# Crying spells



## specialplace (Aug 18, 2012)

My husband left me three days ago. I have had to see him twice over the weekend so that he could pick up our son. Each time, I have burst into tears as he was leaving and he just walked out the door without saying anything. I know I have to stop doing this, but I'm just in so much pain and I don't want this at all. How can I work on keeping my emotions in check when I have to see him? I want him to miss me as much as I am missing him.


----------



## dwaynewilliams (Feb 1, 2010)

specialplace said:


> My husband left me three days ago. I have had to see him twice over the weekend so that he could pick up our son. Each time, I have burst into tears as he was leaving and he just walked out the door without saying anything.
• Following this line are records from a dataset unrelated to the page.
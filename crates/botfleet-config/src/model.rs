// SPDX-FileCopyrightText: 2026 Botfleet Contributors
// SPDX-License-Identifier: MIT OR Apache-2.0

//! Configuration model structs for the Botfleet platform.
//!
//! All structs use `#[serde(deny_unknown_fields)]` to reject unrecognized
//! config keys at startup, providing actionable error messages.

use serde::{Deserialize, Serialize};

/// Deployment environment the process runs in.
///
/// Production tightens validation (non-default passphrase, HTTPS public URL)
/// and enables live webhook registration against the platform API.
#[derive(Debug, Clone, Copy, Default, PartialEq, Eq, Deserialize, Serialize)]
#[serde(rename_all = "lowercase")]
pub enum Environment {
    #[default]
    Development,
    Staging,
    Production,
}

impl Environment {
    pub fn is_production(self) -> bool {
        matches!(self, Environment::Production)
    }
}

impl std::fmt::Display for Environment {
    fn fmt(&self, f: &mut std::fmt::Formatter<'_>) -> std::fmt::Result {
        let s = match self {
            Environment::Development => "development",
            Environment::Staging => "staging",
            Environment::Production => "production",
        };
        f.write_str(s)
    }
}

/// Top-level Botfleet configuration.
///
/// Loaded from TOML files following XDG hierarchy, with environment variable overrides.
/// All sections are optional and default to sensible values.
#[derive(Debug, Clone, Default, Deserialize, Serialize)]
#[serde(deny_unknown_fields)]
pub struct BotfleetConfig {
    /// Deployment environment: development, staging, or production.
    #[serde(default)]
    pub environment: Environment,

    /// Inbound webhook gateway settings.
    #[serde(default)]
    pub gateway: GatewayConfig,

    /// Storage backend settings.
    #[serde(default)]
    pub storage: StorageConfig,

    /// Webhook secret encryption settings.
    #[serde(default)]
    pub encryption: EncryptionConfig,

    /// Bot-config cache settings.
    #[serde(default)]
    pub cache: CacheConfig,

    /// Update deduplication settings.
    #[serde(default)]
    pub dedup: DedupConfig,

    /// Durable queue and worker pool settings.
    #[serde(default)]
    pub queue: QueueConfig,

    /// Telegram Bot API settings.
    #[serde(default)]
    pub telegram: TelegramConfig,

    /// Metrics exposition settings.
    #[serde(default)]
    pub metrics: MetricsConfig,

    /// Logging settings.
    #[serde(default)]
    pub log: LogConfig,
}

/// Inbound webhook gateway configuration.
#[derive(Debug, Clone, Deserialize, Serialize)]
#[serde(deny_unknown_fields)]
pub struct GatewayConfig {
    /// Address to bind the HTTP server to.
    #[serde(default = "default_bind_address")]
    pub bind_address: String,

    /// Port to bind the HTTP server to.
    #[serde(default = "default_port")]
    pub port: u16,

    /// Externally reachable base URL, used to build per-bot webhook URLs
    /// during registration. Must be HTTPS in production (Telegram requires it).
    #[serde(default = "default_public_base_url")]
    pub public_base_url: String,
}

impl Default for GatewayConfig {
    fn default() -> Self {
        Self {
            bind_address: default_bind_address(),
            port: default_port(),
            public_base_url: default_public_base_url(),
        }
    }
}

fn default_bind_address() -> String {
    "127.0.0.1".to_string()
}

fn default_port() -> u16 {
    8080
}

fn default_public_base_url() -> String {
    "http://localhost:8080".to_string()
}

/// Storage backend configuration.
#[derive(Debug, Clone, Deserialize, Serialize)]
#[serde(deny_unknown_fields)]
pub struct StorageConfig {
    /// Path to the SQLite database file.
    #[serde(default = "default_database_path")]
    pub database_path: String,

    /// Enable WAL (Write-Ahead Logging) mode for SQLite.
    #[serde(default = "default_wal_mode")]
    pub wal_mode: bool,
}

impl Default for StorageConfig {
    fn default() -> Self {
        Self {
            database_path: default_database_path(),
            wal_mode: default_wal_mode(),
        }
    }
}

fn default_database_path() -> String {
    dirs::data_dir()
        .map(|p| p.join("botfleet").join("botfleet.db"))
        .unwrap_or_else(|| std::path::PathBuf::from("botfleet.db"))
        .to_string_lossy()
        .into_owned()
}

fn default_wal_mode() -> bool {
    true
}

/// Webhook secret encryption configuration.
///
/// Controls the passphrase and Argon2id key derivation parameters used to
/// protect webhook secrets at rest. KDF defaults follow OWASP recommendations.
#[derive(Debug, Clone, Deserialize, Serialize)]
#[serde(deny_unknown_fields)]
pub struct EncryptionConfig {
    /// Passphrase the encryption key is derived from. The compiled default is
    /// usable for development only; production startup rejects it.
    #[serde(default = "default_passphrase")]
    pub passphrase: String,

    /// Argon2id memory cost in KiB (default: 65536 = 64 MiB).
    #[serde(default = "default_kdf_memory_cost")]
    pub kdf_memory_cost: u32,

    /// Argon2id iteration count (default: 3).
    #[serde(default = "default_kdf_iterations")]
    pub kdf_iterations: u32,

    /// Argon2id parallelism lanes (default: 4).
    #[serde(default = "default_kdf_parallelism")]
    pub kdf_parallelism: u32,
}

impl Default for EncryptionConfig {
    fn default() -> Self {
        Self {
            passphrase: default_passphrase(),
            kdf_memory_cost: default_kdf_memory_cost(),
            kdf_iterations: default_kdf_iterations(),
            kdf_parallelism: default_kdf_parallelism(),
        }
    }
}

/// The development-only passphrase. Production validation rejects it.
pub const DEV_PASSPHRASE: &str = "botfleet-dev-passphrase";

fn default_passphrase() -> String {
    DEV_PASSPHRASE.to_string()
}

fn default_kdf_memory_cost() -> u32 {
    65536 // 64 MiB per OWASP recommendation
}

fn default_kdf_iterations() -> u32 {
    3
}

fn default_kdf_parallelism() -> u32 {
    4
}

/// Bot-config cache configuration.
#[derive(Debug, Clone, Deserialize, Serialize)]
#[serde(deny_unknown_fields)]
pub struct CacheConfig {
    /// Sliding idle TTL for cached bot entries, in seconds.
    #[serde(default = "default_cache_ttl_secs")]
    pub ttl_secs: u64,
}

impl Default for CacheConfig {
    fn default() -> Self {
        Self {
            ttl_secs: default_cache_ttl_secs(),
        }
    }
}

fn default_cache_ttl_secs() -> u64 {
    1800 // 30 minutes
}

/// Update deduplication configuration.
#[derive(Debug, Clone, Deserialize, Serialize)]
#[serde(deny_unknown_fields)]
pub struct DedupConfig {
    /// How long a seen update_id stays remembered, in seconds.
    #[serde(default = "default_dedup_ttl_secs")]
    pub ttl_secs: u64,
}

impl Default for DedupConfig {
    fn default() -> Self {
        Self {
            ttl_secs: default_dedup_ttl_secs(),
        }
    }
}

fn default_dedup_ttl_secs() -> u64 {
    86400 // 24 hours
}

/// Durable queue and worker pool configuration.
#[derive(Debug, Clone, Deserialize, Serialize)]
#[serde(deny_unknown_fields)]
pub struct QueueConfig {
    /// Maximum delivery attempts per job before it is marked failed.
    #[serde(default = "default_max_attempts")]
    pub max_attempts: u32,

    /// Base delay for exponential retry backoff, in milliseconds.
    #[serde(default = "default_backoff_base_ms")]
    pub backoff_base_ms: u64,

    /// How long completed jobs are retained before purging, in seconds.
    #[serde(default = "default_completed_retention_secs")]
    pub completed_retention_secs: u64,

    /// How long failed jobs are retained before purging, in seconds.
    #[serde(default = "default_failed_retention_secs")]
    pub failed_retention_secs: u64,

    /// Number of concurrent worker tasks draining the queue.
    #[serde(default = "default_worker_count")]
    pub worker_count: usize,

    /// Worker poll interval when the queue is empty, in milliseconds.
    #[serde(default = "default_poll_interval_ms")]
    pub poll_interval_ms: u64,

    /// Processing lease duration; a crashed worker's job becomes reclaimable
    /// after this many seconds.
    #[serde(default = "default_lease_secs")]
    pub lease_secs: u64,

    /// Interval between maintenance sweeps (lease reclaim, retention purges),
    /// in seconds.
    #[serde(default = "default_sweep_interval_secs")]
    pub sweep_interval_secs: u64,
}

impl Default for QueueConfig {
    fn default() -> Self {
        Self {
            max_attempts: default_max_attempts(),
            backoff_base_ms: default_backoff_base_ms(),
            completed_retention_secs: default_completed_retention_secs(),
            failed_retention_secs: default_failed_retention_secs(),
            worker_count: default_worker_count(),
            poll_interval_ms: default_poll_interval_ms(),
            lease_secs: default_lease_secs(),
            sweep_interval_secs: default_sweep_interval_secs(),
        }
    }
}

fn default_max_attempts() -> u32 {
    3
}

fn default_backoff_base_ms() -> u64 {
    1000
}

fn default_completed_retention_secs() -> u64 {
    3600 // 1 hour
}

fn default_failed_retention_secs() -> u64 {
    86400 // 24 hours
}

fn default_worker_count() -> usize {
    2
}

fn default_poll_interval_ms() -> u64 {
    500
}

fn default_lease_secs() -> u64 {
    300 // 5 minutes
}

fn default_sweep_interval_secs() -> u64 {
    60
}

/// Telegram Bot API configuration.
#[derive(Debug, Clone, Default, Deserialize, Serialize)]
#[serde(deny_unknown_fields)]
pub struct TelegramConfig {
    /// Override for the Bot API base URL (e.g. a local test server).
    /// `None` uses the official `https://api.telegram.org`.
    #[serde(default)]
    pub api_url: Option<String>,
}

/// Metrics exposition configuration.
#[derive(Debug, Clone, Deserialize, Serialize)]
#[serde(deny_unknown_fields)]
pub struct MetricsConfig {
    /// Serve Prometheus metrics at `/metrics`.
    #[serde(default = "default_metrics_enabled")]
    pub enabled: bool,
}

impl Default for MetricsConfig {
    fn default() -> Self {
        Self {
            enabled: default_metrics_enabled(),
        }
    }
}

fn default_metrics_enabled() -> bool {
    true
}

/// Logging configuration.
#[derive(Debug, Clone, Deserialize, Serialize)]
#[serde(deny_unknown_fields)]
pub struct LogConfig {
    /// Logging level (trace, debug, info, warn, error).
    #[serde(default = "default_log_level")]
    pub level: String,
}

impl Default for LogConfig {
    fn default() -> Self {
        Self {
            level: default_log_level(),
        }
    }
}

fn default_log_level() -> String {
    "info".to_string()
}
I know I have to stop doing this, but I'm just in so much pain and I don't want this at all. How can I work on keeping my emotions in check when I have to see him? I want him to miss me as much as I am missing him.


What happened?


----------



## specialplace (Aug 18, 2012)

He told me about six months ago that he doesn't want to be married any more. He says that I am too controlling and he wants to be able to go out and do what he wants to do without always having to fight with me about it. I tried very hard during that six months to give him more space, while at the same time trying to show him that it was still important to spend some time with me and making our marriage a priority. Obviously that didn't work because he informed me last week that he decided that he was done. He is staying with family.


----------



## Frostflower (Jul 22, 2012)

Hi Special. I'm sorry you are going through this.

Sounds like you know that bursting into tears isn't accomplishing anything. The fact is, it makes you look needy and weak, which will only push him farther away. Not only that, but it must be hard on your son to see you like that. You need to present yourself as a strong person. Search this forum for the 180. (I would make a link for you, but I don't know how.) Those guidelines will help you to work on yourself. They are not intended as means to get your husband back, but to help you be the best you can.

Until you get stronger, I find it helpful to leave the room before my husband leaves. Say goodbye to your son, then go to another part of the house. That way you don't have to see him leave and he won't see you cry. 

I know it hurts. It will for a long time. But you are in the right place. You will get lots of support and good advice here.


----------



## Mothra777 (Apr 10, 2012)

I agree that you should try your hardest not to cry in front of your husband or son. If you can hold off until they leave it will make you appear stronger as suggested above.

But don't hold back the tears when you are by yourself. Cry a river if you need to. There is a reason we cry and holding it in will make things worse. In the early stages you will cry often but it does get better - for some people it gets better in a matter of days but for others it can take months. You cannot but a time frame on grief - everyone is different. Just try and keep yourself busy - go out for a walk in the fresh air even it it feels like the last thing you want to do. Exercise gets the endorphins going and can be a great way to escape even for a short time. Get yourself to a counselor as this can help a lot. If it is all too overwhelming - a doctor may be able to prescribe some meds.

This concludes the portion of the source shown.